◆ **WHAT YOU SHOULD DO**
Identify and copy all lines of the material where the string "vector" is found.

◆ **DATA EXTRACTS**
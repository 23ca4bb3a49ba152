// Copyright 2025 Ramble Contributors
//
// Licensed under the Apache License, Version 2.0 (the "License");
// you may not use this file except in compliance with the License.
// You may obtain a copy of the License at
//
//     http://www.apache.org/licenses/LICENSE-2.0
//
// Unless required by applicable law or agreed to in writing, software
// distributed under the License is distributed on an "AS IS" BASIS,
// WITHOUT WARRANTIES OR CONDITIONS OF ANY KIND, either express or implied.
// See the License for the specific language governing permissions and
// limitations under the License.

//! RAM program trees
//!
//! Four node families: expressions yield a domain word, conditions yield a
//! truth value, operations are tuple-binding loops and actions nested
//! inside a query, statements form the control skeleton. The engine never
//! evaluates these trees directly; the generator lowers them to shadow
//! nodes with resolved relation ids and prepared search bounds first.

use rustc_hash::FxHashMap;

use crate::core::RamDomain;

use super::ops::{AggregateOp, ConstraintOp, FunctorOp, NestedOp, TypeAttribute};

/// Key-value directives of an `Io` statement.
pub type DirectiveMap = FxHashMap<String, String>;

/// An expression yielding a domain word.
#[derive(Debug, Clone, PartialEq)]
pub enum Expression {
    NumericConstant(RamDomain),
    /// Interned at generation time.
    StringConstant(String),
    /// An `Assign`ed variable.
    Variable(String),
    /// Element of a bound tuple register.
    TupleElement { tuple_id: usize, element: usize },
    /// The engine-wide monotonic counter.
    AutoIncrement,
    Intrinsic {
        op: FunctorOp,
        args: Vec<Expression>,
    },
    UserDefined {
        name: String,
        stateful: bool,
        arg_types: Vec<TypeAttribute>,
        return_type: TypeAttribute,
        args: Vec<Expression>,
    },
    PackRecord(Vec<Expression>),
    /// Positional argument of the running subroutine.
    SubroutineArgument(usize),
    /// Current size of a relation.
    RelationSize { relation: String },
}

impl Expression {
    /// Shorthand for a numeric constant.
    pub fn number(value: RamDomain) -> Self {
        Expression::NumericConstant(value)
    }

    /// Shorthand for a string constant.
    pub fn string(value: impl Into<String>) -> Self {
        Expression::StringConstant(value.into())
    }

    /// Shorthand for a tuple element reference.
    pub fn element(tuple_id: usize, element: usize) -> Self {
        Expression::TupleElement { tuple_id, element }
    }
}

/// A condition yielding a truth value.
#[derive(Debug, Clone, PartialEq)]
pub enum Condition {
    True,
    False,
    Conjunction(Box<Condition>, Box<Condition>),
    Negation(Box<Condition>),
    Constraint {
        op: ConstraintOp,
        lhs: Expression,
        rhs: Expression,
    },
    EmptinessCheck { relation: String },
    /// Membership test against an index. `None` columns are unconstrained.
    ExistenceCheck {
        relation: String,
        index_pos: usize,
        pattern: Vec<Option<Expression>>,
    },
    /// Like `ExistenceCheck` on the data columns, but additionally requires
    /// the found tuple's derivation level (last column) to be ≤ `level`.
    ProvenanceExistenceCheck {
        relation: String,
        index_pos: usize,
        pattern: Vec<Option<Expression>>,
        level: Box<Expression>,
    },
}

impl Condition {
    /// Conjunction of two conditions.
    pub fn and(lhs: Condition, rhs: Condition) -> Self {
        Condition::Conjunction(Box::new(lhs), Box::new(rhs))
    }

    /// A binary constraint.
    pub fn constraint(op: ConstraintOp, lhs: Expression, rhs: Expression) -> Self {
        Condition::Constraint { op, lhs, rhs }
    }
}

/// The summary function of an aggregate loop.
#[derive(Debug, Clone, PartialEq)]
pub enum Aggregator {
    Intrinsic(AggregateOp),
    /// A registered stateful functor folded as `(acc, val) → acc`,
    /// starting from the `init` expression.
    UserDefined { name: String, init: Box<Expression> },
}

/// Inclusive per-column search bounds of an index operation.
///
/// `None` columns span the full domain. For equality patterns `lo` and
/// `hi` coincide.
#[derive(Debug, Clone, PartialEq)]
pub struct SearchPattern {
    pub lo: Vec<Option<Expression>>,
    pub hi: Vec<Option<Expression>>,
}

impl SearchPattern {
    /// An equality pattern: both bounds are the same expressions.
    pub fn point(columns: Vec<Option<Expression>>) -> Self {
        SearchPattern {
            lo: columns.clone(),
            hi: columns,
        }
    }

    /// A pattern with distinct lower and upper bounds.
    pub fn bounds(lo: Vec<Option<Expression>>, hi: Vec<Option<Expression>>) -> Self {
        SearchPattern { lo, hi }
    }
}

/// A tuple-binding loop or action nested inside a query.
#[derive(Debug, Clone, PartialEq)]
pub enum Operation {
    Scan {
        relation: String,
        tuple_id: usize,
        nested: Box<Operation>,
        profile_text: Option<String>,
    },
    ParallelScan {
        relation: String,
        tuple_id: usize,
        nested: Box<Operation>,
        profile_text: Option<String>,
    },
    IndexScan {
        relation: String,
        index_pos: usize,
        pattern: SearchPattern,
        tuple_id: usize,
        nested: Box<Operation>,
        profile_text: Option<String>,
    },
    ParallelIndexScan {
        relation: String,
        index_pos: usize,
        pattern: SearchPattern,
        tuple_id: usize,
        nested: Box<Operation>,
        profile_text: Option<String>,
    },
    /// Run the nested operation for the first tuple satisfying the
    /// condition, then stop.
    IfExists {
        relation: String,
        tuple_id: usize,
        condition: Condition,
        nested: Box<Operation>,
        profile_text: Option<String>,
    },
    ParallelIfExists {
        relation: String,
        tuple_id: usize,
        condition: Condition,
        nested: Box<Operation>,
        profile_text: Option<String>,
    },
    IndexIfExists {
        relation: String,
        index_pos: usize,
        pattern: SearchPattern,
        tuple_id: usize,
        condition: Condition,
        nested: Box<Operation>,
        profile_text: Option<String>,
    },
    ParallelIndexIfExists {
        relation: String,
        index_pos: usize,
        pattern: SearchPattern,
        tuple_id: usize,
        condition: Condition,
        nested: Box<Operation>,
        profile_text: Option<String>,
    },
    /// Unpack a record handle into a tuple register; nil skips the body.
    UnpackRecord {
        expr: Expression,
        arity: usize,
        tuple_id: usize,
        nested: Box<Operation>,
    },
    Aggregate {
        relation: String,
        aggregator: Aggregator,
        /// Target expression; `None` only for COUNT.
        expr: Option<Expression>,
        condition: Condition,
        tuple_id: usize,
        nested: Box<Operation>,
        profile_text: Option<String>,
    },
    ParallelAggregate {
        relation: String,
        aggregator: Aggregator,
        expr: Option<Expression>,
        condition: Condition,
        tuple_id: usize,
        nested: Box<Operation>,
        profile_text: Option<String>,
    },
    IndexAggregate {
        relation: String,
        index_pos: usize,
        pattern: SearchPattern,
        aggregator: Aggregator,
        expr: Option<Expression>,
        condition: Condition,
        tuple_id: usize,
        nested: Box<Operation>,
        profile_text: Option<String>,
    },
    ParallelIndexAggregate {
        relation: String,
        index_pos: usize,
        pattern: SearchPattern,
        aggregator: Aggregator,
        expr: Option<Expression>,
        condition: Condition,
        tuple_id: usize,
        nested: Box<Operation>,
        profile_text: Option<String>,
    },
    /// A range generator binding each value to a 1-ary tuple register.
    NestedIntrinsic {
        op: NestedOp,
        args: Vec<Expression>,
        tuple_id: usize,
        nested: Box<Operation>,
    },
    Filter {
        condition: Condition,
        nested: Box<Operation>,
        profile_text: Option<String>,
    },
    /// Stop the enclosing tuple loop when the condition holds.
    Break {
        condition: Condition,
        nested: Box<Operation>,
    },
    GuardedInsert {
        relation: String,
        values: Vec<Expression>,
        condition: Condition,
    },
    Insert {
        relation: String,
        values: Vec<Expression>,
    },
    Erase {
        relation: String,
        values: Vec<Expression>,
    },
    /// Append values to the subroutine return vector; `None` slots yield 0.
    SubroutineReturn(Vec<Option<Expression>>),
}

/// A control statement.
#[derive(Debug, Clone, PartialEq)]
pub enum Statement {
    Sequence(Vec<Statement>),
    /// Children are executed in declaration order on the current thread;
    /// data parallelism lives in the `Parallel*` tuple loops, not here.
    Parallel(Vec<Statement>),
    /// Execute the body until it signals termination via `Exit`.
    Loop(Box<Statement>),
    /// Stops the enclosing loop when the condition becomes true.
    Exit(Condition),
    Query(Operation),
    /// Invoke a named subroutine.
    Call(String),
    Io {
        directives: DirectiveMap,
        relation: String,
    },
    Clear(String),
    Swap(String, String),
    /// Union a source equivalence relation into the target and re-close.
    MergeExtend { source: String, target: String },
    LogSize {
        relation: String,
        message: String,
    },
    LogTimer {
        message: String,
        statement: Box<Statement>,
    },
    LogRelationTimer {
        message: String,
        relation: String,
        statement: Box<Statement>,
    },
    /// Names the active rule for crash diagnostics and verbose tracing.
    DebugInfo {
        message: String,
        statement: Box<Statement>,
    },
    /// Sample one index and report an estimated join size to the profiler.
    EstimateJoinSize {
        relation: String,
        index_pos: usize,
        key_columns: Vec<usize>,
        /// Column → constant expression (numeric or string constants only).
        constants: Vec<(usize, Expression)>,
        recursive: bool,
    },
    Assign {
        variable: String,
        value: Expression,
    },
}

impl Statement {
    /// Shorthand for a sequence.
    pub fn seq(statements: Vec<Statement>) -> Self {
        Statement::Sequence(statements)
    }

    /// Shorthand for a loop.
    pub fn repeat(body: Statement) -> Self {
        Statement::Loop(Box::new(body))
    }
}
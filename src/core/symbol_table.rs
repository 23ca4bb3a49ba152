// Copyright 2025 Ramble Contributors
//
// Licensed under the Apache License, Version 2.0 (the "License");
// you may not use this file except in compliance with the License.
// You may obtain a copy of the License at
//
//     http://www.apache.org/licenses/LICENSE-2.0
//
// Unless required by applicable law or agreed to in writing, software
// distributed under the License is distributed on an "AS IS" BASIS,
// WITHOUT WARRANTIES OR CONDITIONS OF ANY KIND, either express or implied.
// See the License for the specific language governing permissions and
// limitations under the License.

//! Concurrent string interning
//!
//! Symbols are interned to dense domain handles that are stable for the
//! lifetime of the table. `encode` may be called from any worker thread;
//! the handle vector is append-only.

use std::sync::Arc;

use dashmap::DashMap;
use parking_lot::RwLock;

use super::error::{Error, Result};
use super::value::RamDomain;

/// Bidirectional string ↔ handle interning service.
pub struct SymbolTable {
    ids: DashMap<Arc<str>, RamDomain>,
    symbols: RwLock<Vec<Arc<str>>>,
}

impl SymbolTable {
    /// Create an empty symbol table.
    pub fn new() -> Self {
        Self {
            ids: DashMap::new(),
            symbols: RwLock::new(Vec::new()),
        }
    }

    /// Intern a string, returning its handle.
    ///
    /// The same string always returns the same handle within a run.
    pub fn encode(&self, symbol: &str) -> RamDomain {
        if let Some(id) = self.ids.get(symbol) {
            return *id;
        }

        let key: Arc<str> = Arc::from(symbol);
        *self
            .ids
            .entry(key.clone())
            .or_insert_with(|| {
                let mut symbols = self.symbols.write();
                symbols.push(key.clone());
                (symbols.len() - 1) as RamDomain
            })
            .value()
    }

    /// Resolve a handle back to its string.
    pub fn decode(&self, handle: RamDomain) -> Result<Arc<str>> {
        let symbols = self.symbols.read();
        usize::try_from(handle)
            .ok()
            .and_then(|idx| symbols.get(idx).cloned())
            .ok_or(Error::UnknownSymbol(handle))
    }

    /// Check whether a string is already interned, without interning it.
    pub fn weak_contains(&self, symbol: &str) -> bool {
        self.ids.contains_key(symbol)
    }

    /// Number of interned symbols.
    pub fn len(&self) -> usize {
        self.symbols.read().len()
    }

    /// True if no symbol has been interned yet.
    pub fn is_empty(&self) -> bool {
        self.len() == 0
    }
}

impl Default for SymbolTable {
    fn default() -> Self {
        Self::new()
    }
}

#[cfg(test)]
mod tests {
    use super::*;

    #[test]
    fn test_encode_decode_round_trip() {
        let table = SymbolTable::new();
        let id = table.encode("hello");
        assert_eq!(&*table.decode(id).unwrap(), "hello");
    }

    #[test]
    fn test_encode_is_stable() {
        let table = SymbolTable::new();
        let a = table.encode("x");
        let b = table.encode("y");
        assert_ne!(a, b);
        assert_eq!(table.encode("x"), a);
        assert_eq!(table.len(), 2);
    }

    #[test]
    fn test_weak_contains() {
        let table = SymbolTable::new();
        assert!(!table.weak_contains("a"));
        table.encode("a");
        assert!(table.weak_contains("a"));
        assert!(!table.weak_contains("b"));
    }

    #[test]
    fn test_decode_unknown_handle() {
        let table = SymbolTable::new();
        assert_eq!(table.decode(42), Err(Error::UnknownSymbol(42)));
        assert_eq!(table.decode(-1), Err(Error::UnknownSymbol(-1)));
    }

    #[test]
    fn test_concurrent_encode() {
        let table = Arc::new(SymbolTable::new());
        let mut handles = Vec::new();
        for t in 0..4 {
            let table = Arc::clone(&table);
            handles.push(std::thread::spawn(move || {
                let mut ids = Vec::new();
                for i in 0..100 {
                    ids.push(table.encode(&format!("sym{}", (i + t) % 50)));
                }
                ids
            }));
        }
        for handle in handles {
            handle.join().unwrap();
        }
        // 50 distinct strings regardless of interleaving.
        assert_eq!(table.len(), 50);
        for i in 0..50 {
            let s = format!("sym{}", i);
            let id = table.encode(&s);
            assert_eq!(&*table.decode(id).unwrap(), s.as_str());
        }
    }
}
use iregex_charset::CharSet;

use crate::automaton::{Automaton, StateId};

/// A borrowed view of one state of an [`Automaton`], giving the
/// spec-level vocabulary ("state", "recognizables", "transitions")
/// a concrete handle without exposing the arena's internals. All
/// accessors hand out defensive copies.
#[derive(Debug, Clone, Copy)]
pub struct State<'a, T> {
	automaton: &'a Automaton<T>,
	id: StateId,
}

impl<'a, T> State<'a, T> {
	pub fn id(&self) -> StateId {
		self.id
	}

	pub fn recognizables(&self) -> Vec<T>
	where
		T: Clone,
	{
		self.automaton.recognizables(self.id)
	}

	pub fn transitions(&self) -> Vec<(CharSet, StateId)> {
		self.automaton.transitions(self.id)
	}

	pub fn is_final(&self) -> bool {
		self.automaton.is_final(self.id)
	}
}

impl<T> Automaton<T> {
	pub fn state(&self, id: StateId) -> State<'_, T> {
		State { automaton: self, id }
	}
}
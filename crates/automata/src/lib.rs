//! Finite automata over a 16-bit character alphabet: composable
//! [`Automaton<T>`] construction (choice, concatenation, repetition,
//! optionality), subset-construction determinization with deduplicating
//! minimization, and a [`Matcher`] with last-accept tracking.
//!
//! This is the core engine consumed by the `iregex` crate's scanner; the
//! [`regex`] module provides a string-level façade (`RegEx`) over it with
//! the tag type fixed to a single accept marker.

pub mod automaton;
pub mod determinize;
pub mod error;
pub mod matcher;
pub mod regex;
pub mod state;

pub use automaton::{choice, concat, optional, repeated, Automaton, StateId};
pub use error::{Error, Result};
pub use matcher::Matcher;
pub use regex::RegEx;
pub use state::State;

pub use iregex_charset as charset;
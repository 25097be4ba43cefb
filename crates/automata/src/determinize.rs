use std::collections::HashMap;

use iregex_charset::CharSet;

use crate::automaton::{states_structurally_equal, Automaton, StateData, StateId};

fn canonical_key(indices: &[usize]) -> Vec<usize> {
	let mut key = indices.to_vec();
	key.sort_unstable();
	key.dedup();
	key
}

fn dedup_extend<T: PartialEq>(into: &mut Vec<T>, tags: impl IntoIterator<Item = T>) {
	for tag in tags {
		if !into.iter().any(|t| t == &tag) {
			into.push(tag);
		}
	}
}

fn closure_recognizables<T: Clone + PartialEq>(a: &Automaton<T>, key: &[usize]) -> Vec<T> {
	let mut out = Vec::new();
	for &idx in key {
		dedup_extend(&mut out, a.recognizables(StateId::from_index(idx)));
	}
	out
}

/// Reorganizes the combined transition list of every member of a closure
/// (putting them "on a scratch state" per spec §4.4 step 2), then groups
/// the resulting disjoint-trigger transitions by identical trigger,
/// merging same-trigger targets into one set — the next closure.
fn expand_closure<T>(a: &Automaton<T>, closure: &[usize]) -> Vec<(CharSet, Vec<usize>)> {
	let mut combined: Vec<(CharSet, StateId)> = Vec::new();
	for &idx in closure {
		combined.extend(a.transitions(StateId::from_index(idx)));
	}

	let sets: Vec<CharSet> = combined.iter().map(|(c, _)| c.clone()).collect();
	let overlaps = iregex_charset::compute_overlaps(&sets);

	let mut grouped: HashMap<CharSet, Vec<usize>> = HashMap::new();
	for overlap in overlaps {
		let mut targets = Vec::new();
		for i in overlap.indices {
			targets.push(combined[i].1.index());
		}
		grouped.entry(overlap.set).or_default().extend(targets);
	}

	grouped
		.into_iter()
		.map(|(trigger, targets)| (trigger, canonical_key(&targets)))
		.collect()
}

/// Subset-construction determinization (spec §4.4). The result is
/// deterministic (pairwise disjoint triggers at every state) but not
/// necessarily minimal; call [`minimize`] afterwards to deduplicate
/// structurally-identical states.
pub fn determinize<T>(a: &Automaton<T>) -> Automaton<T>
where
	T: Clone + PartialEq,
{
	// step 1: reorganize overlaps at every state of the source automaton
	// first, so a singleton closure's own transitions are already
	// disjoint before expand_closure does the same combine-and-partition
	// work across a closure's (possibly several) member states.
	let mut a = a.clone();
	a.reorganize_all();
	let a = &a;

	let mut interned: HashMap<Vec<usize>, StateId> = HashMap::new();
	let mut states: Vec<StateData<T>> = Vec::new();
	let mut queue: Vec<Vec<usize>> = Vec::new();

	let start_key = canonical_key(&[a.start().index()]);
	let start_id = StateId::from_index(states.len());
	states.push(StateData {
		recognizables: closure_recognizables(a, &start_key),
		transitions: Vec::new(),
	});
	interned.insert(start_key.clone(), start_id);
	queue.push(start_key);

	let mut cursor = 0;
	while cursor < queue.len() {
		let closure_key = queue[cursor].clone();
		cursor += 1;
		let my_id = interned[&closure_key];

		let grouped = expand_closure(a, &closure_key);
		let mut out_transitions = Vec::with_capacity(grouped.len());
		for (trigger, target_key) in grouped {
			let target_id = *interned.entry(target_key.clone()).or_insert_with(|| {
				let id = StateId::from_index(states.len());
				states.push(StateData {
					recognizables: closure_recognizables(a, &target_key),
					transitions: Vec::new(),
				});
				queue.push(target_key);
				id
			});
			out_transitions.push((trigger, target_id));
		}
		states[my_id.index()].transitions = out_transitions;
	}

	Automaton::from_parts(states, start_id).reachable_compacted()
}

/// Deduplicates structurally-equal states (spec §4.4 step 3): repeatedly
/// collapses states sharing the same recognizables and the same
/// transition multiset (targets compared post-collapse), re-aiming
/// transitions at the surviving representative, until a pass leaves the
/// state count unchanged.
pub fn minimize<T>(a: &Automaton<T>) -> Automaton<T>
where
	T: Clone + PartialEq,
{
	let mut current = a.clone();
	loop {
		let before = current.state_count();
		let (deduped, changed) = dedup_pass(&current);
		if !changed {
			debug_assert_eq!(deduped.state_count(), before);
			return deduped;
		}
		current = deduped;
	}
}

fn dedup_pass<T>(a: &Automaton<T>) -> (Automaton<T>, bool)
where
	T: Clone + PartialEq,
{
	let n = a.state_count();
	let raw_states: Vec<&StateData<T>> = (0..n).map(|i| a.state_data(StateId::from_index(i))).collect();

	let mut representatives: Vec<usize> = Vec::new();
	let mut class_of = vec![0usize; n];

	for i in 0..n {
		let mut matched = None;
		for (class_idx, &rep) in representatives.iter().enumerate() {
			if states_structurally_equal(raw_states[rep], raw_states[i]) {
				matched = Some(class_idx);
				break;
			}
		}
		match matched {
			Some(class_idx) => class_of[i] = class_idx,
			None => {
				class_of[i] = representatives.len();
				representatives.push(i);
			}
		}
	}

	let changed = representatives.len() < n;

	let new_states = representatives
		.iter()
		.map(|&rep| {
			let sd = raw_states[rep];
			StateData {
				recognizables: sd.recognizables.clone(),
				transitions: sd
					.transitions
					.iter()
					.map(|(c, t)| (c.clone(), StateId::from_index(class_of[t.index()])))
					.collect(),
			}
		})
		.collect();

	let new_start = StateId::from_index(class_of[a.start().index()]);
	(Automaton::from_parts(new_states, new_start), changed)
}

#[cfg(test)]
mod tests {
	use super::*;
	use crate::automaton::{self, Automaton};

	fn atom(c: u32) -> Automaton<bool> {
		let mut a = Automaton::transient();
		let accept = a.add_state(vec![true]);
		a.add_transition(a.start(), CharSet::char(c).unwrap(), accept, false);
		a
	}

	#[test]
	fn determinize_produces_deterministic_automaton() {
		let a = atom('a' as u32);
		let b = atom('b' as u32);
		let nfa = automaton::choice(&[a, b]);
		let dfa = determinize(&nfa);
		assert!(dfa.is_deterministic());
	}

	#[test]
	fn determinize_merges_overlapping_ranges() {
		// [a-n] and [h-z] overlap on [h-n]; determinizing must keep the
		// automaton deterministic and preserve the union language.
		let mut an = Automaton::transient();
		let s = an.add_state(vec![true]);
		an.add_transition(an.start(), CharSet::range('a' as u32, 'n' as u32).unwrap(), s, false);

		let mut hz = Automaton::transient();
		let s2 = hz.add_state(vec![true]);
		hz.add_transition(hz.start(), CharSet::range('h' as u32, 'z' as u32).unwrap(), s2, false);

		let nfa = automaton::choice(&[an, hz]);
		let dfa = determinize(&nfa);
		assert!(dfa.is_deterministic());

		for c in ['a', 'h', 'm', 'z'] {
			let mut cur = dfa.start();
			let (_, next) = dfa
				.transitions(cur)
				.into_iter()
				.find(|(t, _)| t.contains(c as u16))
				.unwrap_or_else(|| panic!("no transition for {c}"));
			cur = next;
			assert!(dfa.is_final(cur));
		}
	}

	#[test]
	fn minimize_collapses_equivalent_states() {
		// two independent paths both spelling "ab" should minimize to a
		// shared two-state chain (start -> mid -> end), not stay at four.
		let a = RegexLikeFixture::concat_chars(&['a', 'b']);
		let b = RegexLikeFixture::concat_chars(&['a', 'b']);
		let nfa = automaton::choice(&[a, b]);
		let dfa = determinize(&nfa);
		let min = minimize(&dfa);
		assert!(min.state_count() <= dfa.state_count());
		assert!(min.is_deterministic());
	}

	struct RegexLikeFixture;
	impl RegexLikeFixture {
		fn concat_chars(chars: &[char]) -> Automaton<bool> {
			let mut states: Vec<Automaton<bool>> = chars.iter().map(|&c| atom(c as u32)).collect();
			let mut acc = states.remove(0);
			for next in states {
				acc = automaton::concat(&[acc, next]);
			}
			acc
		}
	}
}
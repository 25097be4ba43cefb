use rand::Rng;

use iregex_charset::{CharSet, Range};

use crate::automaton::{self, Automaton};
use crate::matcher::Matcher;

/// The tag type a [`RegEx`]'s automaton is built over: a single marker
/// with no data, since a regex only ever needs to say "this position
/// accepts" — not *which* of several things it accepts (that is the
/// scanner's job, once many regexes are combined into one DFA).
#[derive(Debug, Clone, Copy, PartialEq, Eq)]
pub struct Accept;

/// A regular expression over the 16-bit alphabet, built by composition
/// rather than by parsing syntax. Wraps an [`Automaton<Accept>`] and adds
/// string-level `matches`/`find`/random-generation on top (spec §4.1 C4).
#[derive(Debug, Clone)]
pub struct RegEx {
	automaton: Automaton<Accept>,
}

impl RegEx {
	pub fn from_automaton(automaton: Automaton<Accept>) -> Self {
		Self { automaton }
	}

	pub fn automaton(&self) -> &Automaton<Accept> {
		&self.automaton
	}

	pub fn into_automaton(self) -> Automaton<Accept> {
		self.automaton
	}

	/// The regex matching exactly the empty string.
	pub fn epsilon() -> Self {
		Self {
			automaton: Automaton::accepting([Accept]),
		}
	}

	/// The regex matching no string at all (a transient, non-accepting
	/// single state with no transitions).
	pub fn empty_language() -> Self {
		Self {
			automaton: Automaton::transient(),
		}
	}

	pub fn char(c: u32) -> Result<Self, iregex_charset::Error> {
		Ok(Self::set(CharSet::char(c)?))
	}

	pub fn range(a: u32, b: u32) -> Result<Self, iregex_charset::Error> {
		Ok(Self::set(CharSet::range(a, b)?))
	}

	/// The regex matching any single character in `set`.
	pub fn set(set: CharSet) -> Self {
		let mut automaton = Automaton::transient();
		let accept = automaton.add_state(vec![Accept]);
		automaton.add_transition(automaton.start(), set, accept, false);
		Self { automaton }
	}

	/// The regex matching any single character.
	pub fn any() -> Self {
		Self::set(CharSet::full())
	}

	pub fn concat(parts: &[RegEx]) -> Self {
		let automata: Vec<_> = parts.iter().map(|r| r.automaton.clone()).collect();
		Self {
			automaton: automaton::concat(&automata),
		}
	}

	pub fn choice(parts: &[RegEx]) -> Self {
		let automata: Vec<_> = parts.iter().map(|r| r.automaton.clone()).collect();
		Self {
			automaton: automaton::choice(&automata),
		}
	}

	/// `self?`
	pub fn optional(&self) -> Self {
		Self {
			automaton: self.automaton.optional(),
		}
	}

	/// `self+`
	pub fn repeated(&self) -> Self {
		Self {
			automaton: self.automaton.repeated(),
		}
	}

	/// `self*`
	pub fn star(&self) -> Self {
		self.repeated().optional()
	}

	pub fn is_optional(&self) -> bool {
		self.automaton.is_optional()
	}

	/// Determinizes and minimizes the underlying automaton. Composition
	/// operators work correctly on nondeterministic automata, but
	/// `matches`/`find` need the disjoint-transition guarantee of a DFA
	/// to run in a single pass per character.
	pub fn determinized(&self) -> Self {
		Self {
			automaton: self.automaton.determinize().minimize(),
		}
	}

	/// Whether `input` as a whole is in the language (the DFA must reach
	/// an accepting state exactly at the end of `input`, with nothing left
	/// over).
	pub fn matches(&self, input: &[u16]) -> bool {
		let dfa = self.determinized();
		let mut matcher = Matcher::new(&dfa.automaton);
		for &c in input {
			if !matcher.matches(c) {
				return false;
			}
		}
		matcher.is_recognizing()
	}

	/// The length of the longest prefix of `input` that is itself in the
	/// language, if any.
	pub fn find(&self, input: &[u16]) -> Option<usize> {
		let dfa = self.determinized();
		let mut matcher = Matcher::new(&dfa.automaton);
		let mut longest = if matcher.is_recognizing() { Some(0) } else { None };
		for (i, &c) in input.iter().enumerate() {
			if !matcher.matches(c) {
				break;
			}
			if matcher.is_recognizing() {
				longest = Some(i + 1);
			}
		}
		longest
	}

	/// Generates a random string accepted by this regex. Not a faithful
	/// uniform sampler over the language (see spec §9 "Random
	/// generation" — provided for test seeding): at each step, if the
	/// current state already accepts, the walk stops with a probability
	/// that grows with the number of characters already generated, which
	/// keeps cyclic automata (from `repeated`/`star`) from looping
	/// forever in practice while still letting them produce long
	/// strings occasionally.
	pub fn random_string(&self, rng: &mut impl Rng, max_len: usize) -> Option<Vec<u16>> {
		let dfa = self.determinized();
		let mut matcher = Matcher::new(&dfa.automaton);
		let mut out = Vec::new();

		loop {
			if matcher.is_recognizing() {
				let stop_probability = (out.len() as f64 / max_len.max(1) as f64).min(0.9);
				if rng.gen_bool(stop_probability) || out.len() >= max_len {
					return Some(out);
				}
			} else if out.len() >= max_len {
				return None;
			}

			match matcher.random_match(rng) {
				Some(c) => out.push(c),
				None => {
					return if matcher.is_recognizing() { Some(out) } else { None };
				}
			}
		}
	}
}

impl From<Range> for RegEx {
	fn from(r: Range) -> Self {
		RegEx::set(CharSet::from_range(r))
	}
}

◆ **EXERCISE SOLUTION**
    /// Append values to the subroutine return vector; `None` slots yield 0.
//! the handle vector is append-only.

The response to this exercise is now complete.